■ Aim of the exercise:
In the material below, list every line carrying the string "Container".

■ Data shown:
use iced::{
    mouse,
    widget::{
        button,
        canvas::{self, path::Arc, Canvas, Frame, Geometry, Path, Stroke},
        column, pick_list, row, scrollable, slider, text, Column, Container,
    },
    Alignment, Color, Element, Length, Point, Radians, Rectangle, Renderer, Task, Theme,
};
use launchcore::chart::{ChartSpec, ScatterPoint, Slice};
use launchcore::dashboard::SiteOption;
use launchcore::dataset::Dataset;
use launchcore::filter::PayloadRange;
use launchcore::{derive_charts, ChartPair, DashboardLayout, SelectionState};
use std::{f32::consts::PI, path::PathBuf};

const DATASET_ENV: &str = "LAUNCH_DATASET";
const DEFAULT_DATASET: &str = "spacex_launch_dash.csv";

fn main() -> iced::Result {
    iced::application(Dashboard::boot, Dashboard::update, Dashboard::view)
        .title(application_title)
        .theme(application_theme)
        .run()
}

fn application_title(_: &Dashboard) -> String {
    launchcore::dashboard::layout::DASHBOARD_HEADING.into()
}

fn application_theme(_: &Dashboard) -> Theme {
    Theme::Dark
}

fn dataset_path() -> PathBuf {
    std::env::var_os(DATASET_ENV)
        .map(PathBuf::from)
        .unwrap_or_else(|| PathBuf::from(DEFAULT_DATASET))
}

fn palette_color(index: usize) -> Color {
    match index % 6 {
        0 => Color::from_rgb(0.18, 0.72, 0.89),
        1 => Color::from_rgb(0.95, 0.55, 0.2),
        2 => Color::from_rgb(0.42, 0.8, 0.38),
        3 => Color::from_rgb(0.86, 0.33, 0.46),
        4 => Color::from_rgb(0.66, 0.52, 0.92),
        _ => Color::from_rgb(0.93, 0.82, 0.3),
    }
}

#[derive(Debug)]
struct Dashboard {
    dataset: Option<Dataset>,
    layout: Option<DashboardLayout>,
    selection: SelectionState,
    charts: Option<ChartPair>,
    status: String,
    history: Vec<String>,
}

#[derive(Debug, Clone)]
enum Message {
    DatasetLoaded(Result<Dataset, String>),
    SiteSelected(SiteOption),
    PayloadLowChanged(f64),
    PayloadHighChanged(f64),
    ResetSelection,
}

impl Dashboard {
    fn boot() -> (Self, Task<Message>) {
        let path = dataset_path();
        (
            Dashboard {
                dataset: None,
                layout: None,
                selection: SelectionState::default(),
                charts: None,
                status: format!("Loading {}...", path.display()),
                history: Vec::new(),
            },
            Task::perform(load_dataset(path), Message::DatasetLoaded),
        )
    }

    fn update(state: &mut Self, message: Message) -> Task<Message> {
        match message {
            Message::DatasetLoaded(Ok(dataset)) => {
                state.status = format!("{} launches loaded", dataset.len());
                state.push_history(state.status.clone());
                state.layout = Some(DashboardLayout::for_dataset(&dataset));
                state.dataset = Some(dataset);
                state.refresh();
            }
            Message::DatasetLoaded(Err(err)) => {
                state.status = format!("Dataset error: {err}");
                state.push_history(state.status.clone());
            }
            Message::SiteSelected(option) => {
                state.selection.site = option.selection();
                state.refresh();
            }
            Message::PayloadLowChanged(value) => {
                state.selection.payload_range = with_low(state.selection.payload_range, value);
                state.refresh();
            }
            Message::PayloadHighChanged(value) => {
                state.selection.payload_range = with_high(state.selection.payload_range, value);
                state.refresh();
            }
            Message::ResetSelection => {
                state.selection = SelectionState::default();
                state.refresh();
            }
        }
        Task::none()
    }

    fn view(state: &Self) -> Element<'_, Message> {
        let options = state
            .layout
            .as_ref()
            .map(|layout| layout.site_options.clone())
            .unwrap_or_default();
        let selected = state
            .layout
            .as_ref()
            .and_then(|layout| layout.option_for(&state.selection.site))
            .cloned();
        let range = state.selection.payload_range;

        let controls = column![
            text("Launch site").size(18),
            pick_list(options, selected, Message::SiteSelected)
                .placeholder("Select a Launch Site")
                .padding(6),
            text(format!("Payload range: {:.0} - {:.0} kg", range.low, range.high)).size(18),
            text("From").size(12),
            slider(
                PayloadRange::MIN_KG..=PayloadRange::MAX_KG,
                range.low,
                Message::PayloadLowChanged
            )
            .step(PayloadRange::STEP_KG),
            text("To").size(12),
            slider(
                PayloadRange::MIN_KG..=PayloadRange::MAX_KG,
                range.high,
                Message::PayloadHighChanged
            )
            .step(PayloadRange::STEP_KG),
            text(
                PayloadRange::MARKS_KG
                    .iter()
                    .map(|mark| format!("{mark:.0}"))
                    .collect::<Vec<_>>()
                    .join("   ")
            )
            .size(12),
            button("Reset selection")
                .on_press(Message::ResetSelection)
                .padding(10),
            text(&state.status).size(14),
            text("Activity log").size(16),
            Container::new(scrollable(history_list(&state.history)).height(Length::Fixed(160.0)))
                .padding(6),
        ]
        .spacing(10)
        .padding(16)
        .width(Length::Fixed(340.0));

        let charts = match &state.charts {
            Some(charts) => column![
                proportion_panel(&charts.proportion),
                scatter_panel(&charts.scatter)
            ]
            .spacing(20),
            None => column![text("No dataset loaded").size(18)],
        };

        let layout = row![
            controls,
            column![text(application_title(state)).size(30), charts]
                .spacing(16)
                .padding(16)
                .width(Length::Fill)
        ]
        .spacing(20)
        .align_y(Alignment::Start)
        .padding(20);

        Container::new(scrollable(layout))
            .width(Length::Fill)
            .height(Length::Fill)
            .into()
    }

    /// Re-derives both charts for the current selection.
    fn refresh(&mut self) {
        let Some(dataset) = &self.dataset else {
            return;
        };
        let charts = derive_charts(&self.selection, dataset);
        self.push_history(format!(
            "{} [{:.0}, {:.0}] -> {} slices / {} points",
            self.selection.site,
            self.selection.payload_range.low,
            self.selection.payload_range.high,
            charts.proportion.len(),
            charts.scatter.len()
        ));
        self.charts = Some(charts);
    }

    fn push_history(&mut self, entry: String) {
        self.history.push(entry);
        if self.history.len() > 20 {
            self.history.remove(0);
        }
    }
}

/// Moves the lower handle, dragging the upper one along so `low <= high`.
fn with_low(range: PayloadRange, value: f64) -> PayloadRange {
    let low = PayloadRange::snap(value);
    PayloadRange::new(low, range.high.max(low))
}

/// Moves the upper handle, dragging the lower one along so `low <= high`.
fn with_high(range: PayloadRange, value: f64) -> PayloadRange {
    let high = PayloadRange::snap(value);
    PayloadRange::new(range.low.min(high), high)
}

async fn load_dataset(path: PathBuf) -> Result<Dataset, String> {
    let contents = tokio::fs::read_to_string(&path)
        .await
        .map_err(|e| format!("{}: {e}", path.display()))?;
    Dataset::from_csv_str(&contents).map_err(|e| format!("{}: {e}", path.display()))
}

fn history_list(history: &[String]) -> Column<'_, Message> {
    if history.is_empty() {
        Column::new().push(text("No activity yet").size(12))
    } else {
        history
            .iter()
            .rev()
            .fold(Column::new().spacing(4), |col, entry| {
                col.push(text(entry.as_str()).size(12))
            })
    }
}

fn proportion_panel(chart: &ChartSpec) -> Element<'_, Message> {
    let slices = chart.slices().to_vec();
    let legend = if slices.is_empty() {
        Column::new().push(text("No launches for this selection").size(12))
    } else {
        slices
            .iter()
            .enumerate()
            .fold(Column::new().spacing(4), |col, (idx, slice)| {
                col.push(
                    text(format!(
                        "{}: {:.0} ({:.1}%)",
                        slice.label,
                        slice.value,
                        slice.fraction * 100.0
                    ))
                    .size(14)
                    .color(palette_color(idx)),
                )
            })
    };

    column![
        text(chart.title.as_str()).size(20),
        row![
            Canvas::new(PieChart { slices })
                .width(Length::Fixed(260.0))
                .height(Length::Fixed(260.0)),
            legend
        ]
        .spacing(20)
        .align_y(Alignment::Center),
    ]
    .spacing(8)
    .into()
}

fn scatter_panel(chart: &ChartSpec) -> Element<'_, Message> {
    let plot = ScatterPlot::new(chart.points());
    let legend = plot
        .categories
        .iter()
        .enumerate()
        .fold(row![text("Booster:").size(12)].spacing(12), |r, (idx, category)| {
            r.push(text(category.clone()).size(12).color(palette_color(idx)))
        });

    column![
        text(chart.title.as_str()).size(20),
        legend,
        Canvas::new(plot)
            .width(Length::Fill)
            .height(Length::Fixed(260.0)),
        text("x: Payload Mass (kg), 0 to 10000   y: class (0 = failure, 1 = success)").size(12),
    ]
    .spacing(8)
    .into()
}

#[derive(Clone)]
struct PieChart {
    slices: Vec<Slice>,
}

impl canvas::Program<Message> for PieChart {
    type State = ();

    fn draw(
        &self,
        _state: &Self::State,
        renderer: &Renderer,
        _theme: &Theme,
        bounds: Rectangle,
        _cursor: mouse::Cursor,
    ) -> Vec<Geometry> {
        let mut frame = Frame::new(renderer, bounds.size());
        let center = Point::new(bounds.width / 2.0, bounds.height / 2.0);
        let radius = bounds.width.min(bounds.height) / 2.0 - 8.0;

        let outline = Path::circle(center, radius);
        frame.stroke(
            &outline,
            Stroke::default().with_color(Color::from_rgb(0.25, 0.25, 0.3)),
        );

        let mut start = -PI / 2.0;
        for (idx, slice) in self.slices.iter().enumerate() {
            if slice.fraction <= 0.0 {
                continue;
            }
            let sweep = slice.fraction as f32 * 2.0 * PI;
            let wedge = Path::new(|builder| {
                builder.move_to(center);
                builder.arc(Arc {
                    center,
                    radius,
                    start_angle: Radians(start),
                    end_angle: Radians(start + sweep),
                });
                builder.close();
            });
            frame.fill(&wedge, palette_color(idx));
            start += sweep;
        }

        vec![frame.into_geometry()]
    }
}

#[derive(Clone)]
struct ScatterPlot {
    points: Vec<ScatterPoint>,
    categories: Vec<String>,
}

impl ScatterPlot {
    fn new(points: &[ScatterPoint]) -> Self {
        let mut categories: Vec<String> = Vec::new();
        for point in points {
            if !categories.contains(&point.booster_version_category) {
                categories.push(point.booster_version_category.clone());
            }
        }
        Self {
            points: points.to_vec(),
            categories,
        }
    }

    fn category_index(&self, category: &str) -> usize {
        self.categories
            .iter()
            .position(|known| known == category)
            .unwrap_or(0)
    }
}

impl canvas::Program<Message> for ScatterPlot {
    type State = ();

    fn draw(
        &self,
        _state: &Self::State,
        renderer: &Renderer,
        _theme: &Theme,
        bounds: Rectangle,
        _cursor: mouse::Cursor,
    ) -> Vec<Geometry> {
        let mut frame = Frame::new(renderer, bounds.size());
        frame.fill_rectangle(
            Point::ORIGIN,
            bounds.size(),
            Color::from_rgb(0.05, 0.05, 0.05),
        );

        let margin = 24.0;
        let width = (bounds.width - 2.0 * margin).max(1.0);
        let failure_y = bounds.height - margin * 2.0;
        let success_y = margin * 2.0;

        let axes = Path::new(|builder| {
            for y in [failure_y, success_y] {
                builder.move_to(Point::new(margin, y));
                builder.line_to(Point::new(margin + width, y));
            }
            for mark in PayloadRange::MARKS_KG {
                let x = margin + (mark / PayloadRange::MAX_KG) as f32 * width;
                builder.move_to(Point::new(x, success_y - 8.0));
                builder.line_to(Point::new(x, failure_y + 8.0));
            }
        });
        frame.stroke(
            &axes,
            Stroke::default()
                .with_color(Color::from_rgb(0.25, 0.25, 0.3))
                .with_width(1.0),
        );

        for point in &self.points {
            let normalized = (point.payload_mass_kg / PayloadRange::MAX_KG).clamp(0.0, 1.0) as f32;
            let x = margin + normalized * width;
            let y = if point.outcome.is_success() {
                success_y
            } else {
                failure_y
            };
            let marker = Path::circle(Point::new(x, y), 5.0);
            frame.fill(
                &marker,
                palette_color(self.category_index(&point.booster_version_category)),
            );
        }

        vec![frame.into_geometry()]
    }
}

■ Response to the exercise:
        column, pick_list, row, scrollable, slider, text, Column, Container,
            Container::new(scrollable(history_list(&state.history)).height(Length::Fixed(160.0)))
        Container::new(scrollable(layout))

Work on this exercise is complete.